Potential targets for therapeutic intervention and structure based vaccine design against Zika virus

Continuously increasing number of reports of Zika virus (ZIKV) infections and associated severe clinical manifestations, including autoimmune abnormalities and neurological disorders such as neonatal microcephaly and Guillain-Barré syndrome have created alarming situation in various countries. To date, no specific antiviral therapy or vaccine is available against ZIKV. This review provides a comprehensive insight into the potential therapeutic targets and describes viral epitopes of broadly neutralizing antibodies (bNAbs) in vaccine design perspective. Interactions between ZIKV envelope glycoprotein E and cellular receptors mediate the viral fusion and entry to the target cell. Blocking these interactions by targeting cellular receptors or viral structural proteins mediating these interactions or viral surface glycans can inhibit viral entry to the cell. Similarly, different non-structural proteins of ZIKV and un-translated regions (UTRs) of its RNA play essential roles in viral replication cycle and potentiate for therapeutic interventions. Structure based vaccine design requires identity and structural description of the epitopes of bNAbs. We have described different conserved bNAb epitopes present in the ZIKV envelope as potential targets for structure based vaccine design.

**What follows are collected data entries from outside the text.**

//! Binary entry point for healthcare-loader.
//!
//! This binary provides the CLI interface for loading, exporting and
//! checking the patient encounter collection.

#![deny(clippy::all)]
#![warn(clippy::pedantic)]
#![warn(missing_docs)]
// Allow print_stderr in main binary for CLI output
#![allow(clippy::print_stderr)]
#![allow(clippy::print_stdout)]
// Allow needless_pass_by_value for command functions
#![allow(clippy::needless_pass_by_value)]
// Allow multiple crate versions from transitive dependencies
#![allow(clippy::multiple_crate_versions)]

use clap::{Parser, Subcommand};
use healthcare_loader::config::ReplaceMode;
use healthcare_loader::io::{ExportService, ImportOptions, ImportService, LoadedTable};
use healthcare_loader::observability;
use healthcare_loader::services::{
    EXPORTED_MESSAGE, INSERTED_MESSAGE, IntegrityService, Pipeline, PipelineConfig,
};
use healthcare_loader::storage::SqliteDocumentStore;
use healthcare_loader::{DocumentStore, LoaderConfig};
use std::io::Cursor;
use std::path::{Path, PathBuf};
use std::process::ExitCode;

/// Loads patient encounter records into a document collection and exports
/// them back out.
#[derive(Parser)]
#[command(name = "healthcare-loader")]
#[command(author, version, about, long_about = None)]
struct Cli {
    /// Enable verbose output.
    #[arg(short, long, global = true)]
    verbose: bool,

    /// Path to configuration file.
    #[arg(short, long, global = true)]
    config: Option<PathBuf>,

    /// Path to the database holding the collection.
    #[arg(long, global = true)]
    database: Option<PathBuf>,

    /// Collection name.
    #[arg(long, global = true)]
    collection: Option<String>,

    #[command(subcommand)]
    command: Commands,
}

/// Options shared by commands that replace the collection.
#[derive(clap::Args, Debug, Default)]
struct ReplaceArgs {
    /// Replace mode: `delete_then_insert` or `atomic`.
    #[arg(long)]
    replace_mode: Option<String>,

    /// Fail before writing if the source holds duplicate encounters.
    #[arg(long)]
    reject_duplicates: bool,
}

/// Available commands.
#[derive(Subcommand)]
enum Commands {
    /// Load a source file, replacing the collection contents.
    Load {
        /// Delimited source file.
        source: PathBuf,

        #[command(flatten)]
        replace: ReplaceArgs,
    },

    /// Export the collection to a file.
    Export {
        /// Output file.
        output: PathBuf,
    },

    /// Load a source file, then export the collection.
    Run {
        /// Delimited source file.
        source: PathBuf,

        /// Output file for the export stage.
        #[arg(short, long)]
        export: Option<PathBuf>,

        #[command(flatten)]
        replace: ReplaceArgs,
    },

    /// Check the collection for integrity violations.
    Check {
        /// Source file to compare the collection's export against.
        #[arg(short, long)]
        source: Option<PathBuf>,

        /// Previously exported file to compare instead of a fresh export.
        #[arg(short, long, requires = "source")]
        export: Option<PathBuf>,

        /// Rows compared value by value.
        #[arg(long, default_value_t = healthcare_loader::services::DEFAULT_COMPARE_ROWS)]
        rows: usize,
    },

    /// Show the effective configuration.
    Config,
}

/// Main entry point.
fn main() -> ExitCode {
    // A missing .env file is fine
    let _ = dotenvy::dotenv();

    let cli = Cli::parse();

    let config = match load_config(&cli) {
        Ok(config) => config,
        Err(e) => {
            eprintln!("Failed to load configuration: {e}");
            return ExitCode::FAILURE;
        },
    };

    if let Err(e) = observability::init_from_settings(&config.logging, cli.verbose) {
        eprintln!("Failed to initialize observability: {e}");
        return ExitCode::FAILURE;
    }

    match run_command(cli.command, &config) {
        Ok(()) => ExitCode::SUCCESS,
        Err(e) => {
            eprintln!("Error: {e}");
            ExitCode::FAILURE
        },
    }
}

/// Resolves configuration: file, environment, then CLI flags.
fn load_config(cli: &Cli) -> healthcare_loader::Result<LoaderConfig> {
    let mut config = LoaderConfig::resolve(cli.config.as_deref())?;
    if let Some(database) = &cli.database {
        config = config.with_database(database);
    }
    if let Some(collection) = &cli.collection {
        config = config.with_collection(collection.as_str())?;
    }
    Ok(config)
}

/// Runs the selected command.
fn run_command(command: Commands, config: &LoaderConfig) -> Result<(), Box<dyn std::error::Error>> {
    match command {
        Commands::Load { source, replace } => cmd_load(config, &source, None, &replace),
        Commands::Run {
            source,
            export,
            replace,
        } => cmd_load(config, &source, export, &replace),
        Commands::Export { output } => cmd_export(config, &output),
        Commands::Check {
            source,
            export,
            rows,
        } => cmd_check(config, source.as_deref(), export.as_deref(), rows),
        Commands::Config => {
            cmd_config(config);
            Ok(())
        },
    }
}

/// Opens the configured collection.
fn open_store(config: &LoaderConfig) -> healthcare_loader::Result<SqliteDocumentStore> {
    SqliteDocumentStore::open(&config.database, &config.collection)
}

/// Builds replace options from configuration and flags.
fn import_options(
    config: &LoaderConfig,
    args: &ReplaceArgs,
) -> healthcare_loader::Result<ImportOptions> {
    let replace_mode = match &args.replace_mode {
        Some(mode) => ReplaceMode::parse(mode)?,
        None => config.replace_mode,
    };
    Ok(ImportOptions {
        replace_mode,
        reject_duplicates: args.reject_duplicates || config.reject_duplicates,
    })
}

/// Load command, optionally followed by an export.
fn cmd_load(
    config: &LoaderConfig,
    source: &Path,
    export: Option<PathBuf>,
    replace: &ReplaceArgs,
) -> Result<(), Box<dyn std::error::Error>> {
    let store = open_store(config)?;

    let mut pipeline = PipelineConfig::from_loader_config(config, source)
        .with_options(import_options(config, replace)?);
    if let Some(path) = export {
        pipeline = pipeline.with_export(path);
    }

    let outcome = Pipeline::run(&store, &pipeline)?;
    println!(
        "{INSERTED_MESSAGE} ({} inserted, {} replaced)",
        outcome.import.inserted, outcome.import.deleted
    );
    if let Some(export) = &outcome.export {
        println!(
            "{EXPORTED_MESSAGE} ({} rows to {})",
            export.exported,
            export.output_path.as_deref().unwrap_or("-")
        );
    }

    store.close()?;
    Ok(())
}

/// Export command.
fn cmd_export(config: &LoaderConfig, output: &Path) -> Result<(), Box<dyn std::error::Error>> {
    let store = open_store(config)?;
    let result = ExportService::new()
        .with_delimiter(config.delimiter)
        .export_to_file(&store, output)?;
    println!(
        "{EXPORTED_MESSAGE} ({} rows to {})",
        result.exported,
        output.display()
    );
    store.close()?;
    Ok(())
}

/// Check command.
fn cmd_check(
    config: &LoaderConfig,
    source: Option<&Path>,
    export: Option<&Path>,
    rows: usize,
) -> Result<(), Box<dyn std::error::Error>> {
    let store = open_store(config)?;
    let service = IntegrityService::new().with_compare_rows(rows);

    let report = service.check(&store)?;
    println!("{report}");
    let mut clean = report.is_clean();

    if let Some(source) = source {
        let importer = ImportService::new().with_delimiter(config.delimiter);
        let source_table = importer.load_file(source)?;
        let exported_table = match export {
            Some(path) => importer.load_file(path)?,
            None => fresh_export(&store, config.delimiter)?,
        };

        let mismatches = service.compare(&source_table, &exported_table);
        if mismatches.is_empty() {
            println!(
                "Round trip matches: {} rows, {} columns",
                source_table.row_count(),
                source_table.columns.len()
            );
        } else {
            clean = false;
            for mismatch in &mismatches {
                println!("  {mismatch}");
            }
        }
    }

    store.close()?;
    if clean {
        Ok(())
    } else {
        Err("integrity check failed".into())
    }
}

/// Exports the collection in memory and reads it back.
fn fresh_export(
    store: &dyn DocumentStore,
    delimiter: u8,
) -> healthcare_loader::Result<LoadedTable> {
    let mut buffer = Vec::new();
    ExportService::new()
        .with_delimiter(delimiter)
        .export_to_writer(store, &mut buffer)?;
    if buffer.is_empty() {
        // Empty collection: no header was written
        return Ok(LoadedTable {
            columns: Vec::new(),
            records: Vec::new(),
        });
    }
    ImportService::new()
        .with_delimiter(delimiter)
        .load_reader(Cursor::new(buffer))
}

/// Config command.
fn cmd_config(config: &LoaderConfig) {
    println!("database          = {}", config.database.display());
    println!("collection        = {}", config.collection);
    println!("delimiter         = {:?}", char::from(config.delimiter));
    println!("replace_mode      = {}", config.replace_mode.as_str());
    println!("reject_duplicates = {}", config.reject_duplicates);
    println!("log_format        = {:?}", config.logging.format);
}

This review also highlights successes, unanswered questions and future perspectives in relation to therapeutic and vaccine development against ZIKV. [Display omitted] •Continuous Zika virus epidemic urges vigorous efforts to develop anti ZIKV therapies and effective vaccines.•This review provides an overview of the potential therapeutic targets and epitopes of bNAbs in vaccine design perspective.•Viral glycans and structural proteins, and host factors involved in viral entry can be targeted for viral entry inhibition.•Non-structural proteins and UTRs of ZIKV RNA are crucial for viral replication and potentiate for therapeutic intervention.